** Opening RECORDS PROVIDED block **

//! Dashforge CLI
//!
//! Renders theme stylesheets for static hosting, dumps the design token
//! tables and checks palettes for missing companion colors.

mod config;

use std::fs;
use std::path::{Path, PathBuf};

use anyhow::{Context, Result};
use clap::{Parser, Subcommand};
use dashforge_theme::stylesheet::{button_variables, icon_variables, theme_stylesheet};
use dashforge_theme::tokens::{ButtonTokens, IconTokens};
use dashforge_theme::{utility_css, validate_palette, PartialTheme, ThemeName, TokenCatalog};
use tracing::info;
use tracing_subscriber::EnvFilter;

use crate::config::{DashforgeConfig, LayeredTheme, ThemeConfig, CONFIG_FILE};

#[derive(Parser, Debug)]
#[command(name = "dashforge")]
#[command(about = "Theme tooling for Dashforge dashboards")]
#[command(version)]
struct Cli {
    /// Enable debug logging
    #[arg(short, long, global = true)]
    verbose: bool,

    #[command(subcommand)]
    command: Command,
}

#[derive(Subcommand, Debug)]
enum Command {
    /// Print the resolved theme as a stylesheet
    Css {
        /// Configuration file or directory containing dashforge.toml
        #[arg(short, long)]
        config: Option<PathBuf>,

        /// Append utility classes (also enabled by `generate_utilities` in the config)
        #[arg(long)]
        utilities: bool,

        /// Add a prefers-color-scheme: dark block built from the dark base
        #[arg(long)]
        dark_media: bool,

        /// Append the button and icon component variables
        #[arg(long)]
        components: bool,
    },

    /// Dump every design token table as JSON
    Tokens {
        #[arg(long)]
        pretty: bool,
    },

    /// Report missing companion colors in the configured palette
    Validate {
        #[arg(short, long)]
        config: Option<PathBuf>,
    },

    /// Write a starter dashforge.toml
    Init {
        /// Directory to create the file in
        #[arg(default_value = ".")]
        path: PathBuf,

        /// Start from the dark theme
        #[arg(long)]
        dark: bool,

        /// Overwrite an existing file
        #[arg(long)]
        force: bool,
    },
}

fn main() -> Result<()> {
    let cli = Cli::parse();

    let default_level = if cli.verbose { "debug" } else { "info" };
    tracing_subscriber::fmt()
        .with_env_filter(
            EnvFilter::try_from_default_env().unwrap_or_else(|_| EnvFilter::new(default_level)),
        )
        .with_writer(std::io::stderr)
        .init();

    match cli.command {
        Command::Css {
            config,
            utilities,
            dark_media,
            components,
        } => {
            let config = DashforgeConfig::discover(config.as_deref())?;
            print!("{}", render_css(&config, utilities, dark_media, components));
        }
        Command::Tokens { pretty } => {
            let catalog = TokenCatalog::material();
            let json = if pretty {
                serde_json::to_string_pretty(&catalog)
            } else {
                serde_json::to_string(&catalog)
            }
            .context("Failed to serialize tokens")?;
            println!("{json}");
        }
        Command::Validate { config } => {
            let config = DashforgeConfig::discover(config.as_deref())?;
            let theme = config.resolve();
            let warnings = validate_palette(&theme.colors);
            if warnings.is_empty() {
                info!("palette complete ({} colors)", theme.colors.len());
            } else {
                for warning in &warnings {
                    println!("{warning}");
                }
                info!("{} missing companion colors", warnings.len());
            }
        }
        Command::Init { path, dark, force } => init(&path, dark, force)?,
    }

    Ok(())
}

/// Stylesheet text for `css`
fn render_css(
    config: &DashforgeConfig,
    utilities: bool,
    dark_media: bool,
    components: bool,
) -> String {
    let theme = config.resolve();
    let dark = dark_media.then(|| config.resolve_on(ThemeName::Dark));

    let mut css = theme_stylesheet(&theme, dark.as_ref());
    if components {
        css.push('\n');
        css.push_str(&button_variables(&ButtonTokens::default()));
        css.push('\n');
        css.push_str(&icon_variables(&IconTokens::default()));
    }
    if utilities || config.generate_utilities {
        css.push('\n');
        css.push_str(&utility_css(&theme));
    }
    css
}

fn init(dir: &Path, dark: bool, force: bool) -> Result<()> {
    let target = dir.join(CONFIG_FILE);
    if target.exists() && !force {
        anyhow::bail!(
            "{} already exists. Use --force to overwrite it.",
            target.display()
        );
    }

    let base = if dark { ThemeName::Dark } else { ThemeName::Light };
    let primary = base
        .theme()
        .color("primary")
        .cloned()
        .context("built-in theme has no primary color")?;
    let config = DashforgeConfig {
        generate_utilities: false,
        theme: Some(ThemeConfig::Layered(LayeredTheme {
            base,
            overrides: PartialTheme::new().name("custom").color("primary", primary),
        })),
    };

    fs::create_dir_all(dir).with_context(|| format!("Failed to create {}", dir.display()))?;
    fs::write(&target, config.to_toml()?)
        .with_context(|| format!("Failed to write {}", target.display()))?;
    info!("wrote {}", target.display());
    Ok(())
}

** Closing RECORDS PROVIDED block **

TASK DIRECTIONS
For this task, set down the entire listing word for word.

ANSWER SPACE
//! Dashforge CLI
//!
//! Renders theme stylesheets for static hosting, dumps the design token
//! tables and checks palettes for missing companion colors.

mod config;

use std::fs;
use std::path::{Path, PathBuf};

use anyhow::{Context, Result};
use clap::{Parser, Subcommand};
use dashforge_theme::stylesheet::{button_variables, icon_variables, theme_stylesheet};
use dashforge_theme::tokens::{ButtonTokens, IconTokens};
use dashforge_theme::{utility_css, validate_palette, PartialTheme, ThemeName, TokenCatalog};
use tracing::info;
use tracing_subscriber::EnvFilter;

use crate::config::{DashforgeConfig, LayeredTheme, ThemeConfig, CONFIG_FILE};

#[derive(Parser, Debug)]
#[command(name = "dashforge")]
#[command(about = "Theme tooling for Dashforge dashboards")]
#[command(version)]
struct Cli {
    /// Enable debug logging
    #[arg(short, long, global = true)]
    verbose: bool,

    #[command(subcommand)]
    command: Command,
}

#[derive(Subcommand, Debug)]
enum Command {
    /// Print the resolved theme as a stylesheet
    Css {
        /// Configuration file or directory containing dashforge.toml
        #[arg(short, long)]
        config: Option<PathBuf>,

        /// Append utility classes (also enabled by `generate_utilities` in the config)
        #[arg(long)]
        utilities: bool,

        /// Add a prefers-color-scheme: dark block built from the dark base
        #[arg(long)]
        dark_media: bool,

        /// Append the button and icon component variables
        #[arg(long)]
        components: bool,
    },

    /// Dump every design token table as JSON
    Tokens {
        #[arg(long)]
        pretty: bool,
    },

    /// Report missing companion colors in the configured palette
    Validate {
        #[arg(short, long)]
        config: Option<PathBuf>,
    },

    /// Write a starter dashforge.toml
    Init {
        /// Directory to create the file in
        #[arg(default_value = ".")]
        path: PathBuf,

        /// Start from the dark theme
        #[arg(long)]
        dark: bool,

        /// Overwrite an existing file
        #[arg(long)]
        force: bool,
    },
}

fn main() -> Result<()> {
    let cli = Cli::parse();

    let default_level = if cli.verbose { "debug" } else { "info" };
    tracing_subscriber::fmt()
        .with_env_filter(
            EnvFilter::try_from_default_env().unwrap_or_else(|_| EnvFilter::new(default_level)),
        )
        .with_writer(std::io::stderr)
        .init();

    match cli.command {
        Command::Css {
            config,
            utilities,
            dark_media,
            components,
        } => {
            let config = DashforgeConfig::discover(config.as_deref())?;
            print!("{}", render_css(&config, utilities, dark_media, components));
        }
        Command::Tokens { pretty } => {
            let catalog = TokenCatalog::material();
            let json = if pretty {
                serde_json::to_string_pretty(&catalog)
            } else {
                serde_json::to_string(&catalog)
            }
            .context("Failed to serialize tokens")?;
            println!("{json}");
        }
        Command::Validate { config } => {
            let config = DashforgeConfig::discover(config.as_deref())?;
            let theme = config.resolve();
            let warnings = validate_palette(&theme.colors);
            if warnings.is_empty() {
                info!("palette complete ({} colors)", theme.colors.len());
            } else {
                for warning in &warnings {
                    println!("{warning}");
                }
                info!("{} missing companion colors", warnings.len());
            }
        }
        Command::Init { path, dark, force } => init(&path, dark, force)?,
    }

    Ok(())
}

/// Stylesheet text for `css`
fn render_css(
    config: &DashforgeConfig,
    utilities: bool,
    dark_media: bool,
    components: bool,
) -> String {
    let theme = config.resolve();
    let dark = dark_media.then(|| config.resolve_on(ThemeName::Dark));

    let mut css = theme_stylesheet(&theme, dark.as_ref());
    if components {
        css.push('\n');
        css.push_str(&button_variables(&ButtonTokens::default()));
        css.push('\n');
        css.push_str(&icon_variables(&IconTokens::default()));
    }
    if utilities || config.generate_utilities {
        css.push('\n');
        css.push_str(&utility_css(&theme));
    }
    css
}

fn init(dir: &Path, dark: bool, force: bool) -> Result<()> {
    let target = dir.join(CONFIG_FILE);
    if target.exists() && !force {
        anyhow::bail!(
            "{} already exists. Use --force to overwrite it.",
            target.display()
        );
    }

    let base = if dark { ThemeName::Dark } else { ThemeName::Light };
    let primary = base
        .theme()
        .color("primary")
        .cloned()
        .context("built-in theme has no primary color")?;
    let config = DashforgeConfig {
        generate_utilities: false,
        theme: Some(ThemeConfig::Layered(LayeredTheme {
            base,
            overrides: PartialTheme::new().name("custom").color("primary", primary),
        })),
    };

    fs::create_dir_all(dir).with_context(|| format!("Failed to create {}", dir.display()))?;
    fs::write(&target, config.to_toml()?)
        .with_context(|| format!("Failed to write {}", target.display()))?;
    info!("wrote {}", target.display());
    Ok(())
}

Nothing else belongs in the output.